Shondra: Yeah it is a difficult decision. I mean even I had three kids and it was a hard decision for me to go with the surgery, because that means you no longer can have children. And so either have this case of the iron deficiency anemia continue the process the hemorrhaging, and having to be controlled somehow. But the surgery really saying that that means I was done with having children, and so it’s a difficult decision for sure.

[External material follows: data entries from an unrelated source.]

use actix_web::{HttpResponse, Responder, web};
use chrono::Utc;
use serde::{Deserialize, Serialize};
use serde_json::json;
use tracing::info;
use utoipa::{IntoParams, ToSchema};

use crate::auth::auth::AuthUser;
use crate::error::PayrollError;
use crate::model::payroll::{PayrollRecord, PayrollStatus};
use crate::payroll::service::{GeneratedPayroll, PayrollService};

#[derive(Deserialize, ToSchema)]
pub struct GenerateRequest {
    #[schema(example = 1001)]
    pub employee_id: u64,

    #[schema(example = 3)]
    pub month: i64,

    #[schema(example = 2025)]
    pub year: i64,
}

#[derive(Serialize, ToSchema)]
pub struct GenerateResponse {
    #[schema(example = "Payroll generated successfully")]
    pub message: String,
    #[serde(flatten)]
    pub generated: GeneratedPayroll,
}

#[derive(Deserialize, ToSchema)]
pub struct StatusUpdate {
    #[schema(example = "approved")]
    pub status: String,
}

#[derive(Deserialize, IntoParams, ToSchema)]
pub struct PayrollQuery {
    #[schema(example = 1)]
    pub page: Option<u32>,

    #[schema(example = 10)]
    pub per_page: Option<u32>,
}

#[derive(Serialize, ToSchema)]
pub struct PaginatedPayrollResponse {
    pub data: Vec<PayrollRecord>,
    pub page: u32,
    pub per_page: u32,
    pub total: i64,
}

#[utoipa::path(
    post,
    path = "/api/payroll/generate",
    request_body = GenerateRequest,
    responses(
        (status = 201, description = "Payroll generated", body = GenerateResponse),
        (status = 400, description = "Invalid pay period"),
        (status = 401),
        (status = 403),
        (status = 404, description = "Employee not found"),
        (status = 409, description = "Concurrent generation for the same period"),
        (status = 500, description = "Internal server error")
    ),
    security(("bearer_auth" = [])),
    tag = "Payroll"
)]
pub async fn generate_payroll(
    auth: AuthUser,
    service: web::Data<PayrollService>,
    payload: web::Json<GenerateRequest>,
) -> actix_web::Result<impl Responder> {
    auth.require_admin()?;
    info!(
        user_id = auth.user_id,
        username = %auth.username,
        employee_id = payload.employee_id,
        month = payload.month,
        year = payload.year,
        "Payroll generation requested"
    );

    let today = Utc::now().date_naive();
    let generated = service
        .generate(payload.employee_id, payload.month, payload.year, today)
        .await?;

    Ok(HttpResponse::Created().json(GenerateResponse {
        message: "Payroll generated successfully".to_string(),
        generated,
    }))
}
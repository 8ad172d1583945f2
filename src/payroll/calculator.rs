use chrono::NaiveDate;
use rust_decimal::{Decimal, RoundingStrategy};

use crate::config::PayrollPolicy;
use crate::model::attendance::AttendanceRecord;
use crate::model::payroll::{PayrollFields, PayrollStatus};
use crate::model::task::Task;
use crate::payroll::allowance::aggregate_allowances;
use crate::payroll::hours::{aggregate_hours, pay_for};

/// Unrounded result of one payroll computation.
#[derive(Debug, Clone, PartialEq)]
pub struct PayrollComputation {
    pub basic_salary: Decimal,
    pub regular_hours: Decimal,
    pub ot_hours: Decimal,
    pub ot_rate: Decimal,
    pub ot_pay: Decimal,
    pub task_allowances: Decimal,
    pub total_allowances: Decimal,
    pub gross_salary: Decimal,
    pub deductions: Decimal,
    pub net_salary: Decimal,
}

pub fn compute(
    policy: &PayrollPolicy,
    basic_salary: Decimal,
    attendance: &[AttendanceRecord],
    tasks: &[Task],
) -> PayrollComputation {
    let worked = aggregate_hours(attendance);

    let ot_rate = basic_salary / policy.standard_hours * policy.ot_multiplier;
    let ot_pay = pay_for(worked.overtime, ot_rate);

    let task_allowances = aggregate_allowances(tasks);
    // other allowance kinds would be added here
    let total_allowances = task_allowances;

    let gross_salary = basic_salary + ot_pay + total_allowances;
    let deductions = gross_salary * policy.deduction_rate;
    let net_salary = gross_salary - deductions;

    PayrollComputation {
        basic_salary,
        regular_hours: worked.regular_hours(),
        ot_hours: worked.overtime_hours(),
        ot_rate,
        ot_pay,
        task_allowances,
        total_allowances,
        gross_salary,
        deductions,
        net_salary,
    }
}

impl PayrollComputation {
    /// Storable fields for a freshly (re)generated record.
    pub fn to_fields(&self, payment_date: NaiveDate) -> PayrollFields {
        PayrollFields {
            basic_salary: round_money(self.basic_salary),
            regular_hours: round_money(self.regular_hours),
            ot_hours: round_money(self.ot_hours),
            ot_rate: round_money(self.ot_rate),
            ot_pay: round_money(self.ot_pay),
            task_allowances: round_money(self.task_allowances),
            total_allowances: round_money(self.total_allowances),
            gross_salary: round_money(self.gross_salary),
            deductions: round_money(self.deductions),
            net_salary: round_money(self.net_salary),
            payment_date,
            status: PayrollStatus::Generated,
        }
    }
}

/// Two decimal places, half away from zero, always carrying scale 2.
pub fn round_money(value: Decimal) -> Decimal {
    let mut rounded = value.round_dp_with_strategy(2, RoundingStrategy::MidpointAwayFromZero);
    rounded.rescale(2);
    rounded
}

Clint: We’ll continue with your story in a second. But I got one comment which is thank goodness that you’re able to be blessed with 3 kids, that’s amazing. You know we’ve got our third child due in about 6 weeks, and we feel so grateful. Given my background and everything and my prognosis of not being able to have children, so I mean where obviously I can appreciate how much joy that you must have from having 3. That’s not bad. And then the other comment was the anemia you know like I don’t want to just like to just brush over that before we continue. Why do you think you’re anemic when you are young as so much so? And why do you think it’s always been in place? We know there’s two forms of anemia, there’s iron deficiency anemia and there’s anemia of chronic disease. And iron deficiency anemia is the one that we all think about, which is what you were treated for which is low iron. Right. And the anemia of chronic disease is when the body is in a high inflamed state, like many of us with inflammatory arthritis. If our bodies are highly inflamed what the body does is then withholds iron from the blood so that pathogens that thrive on the same iron that our body uses pretty much can’t continue. It’s like holding back the food supplies from the enemy they can’t continue.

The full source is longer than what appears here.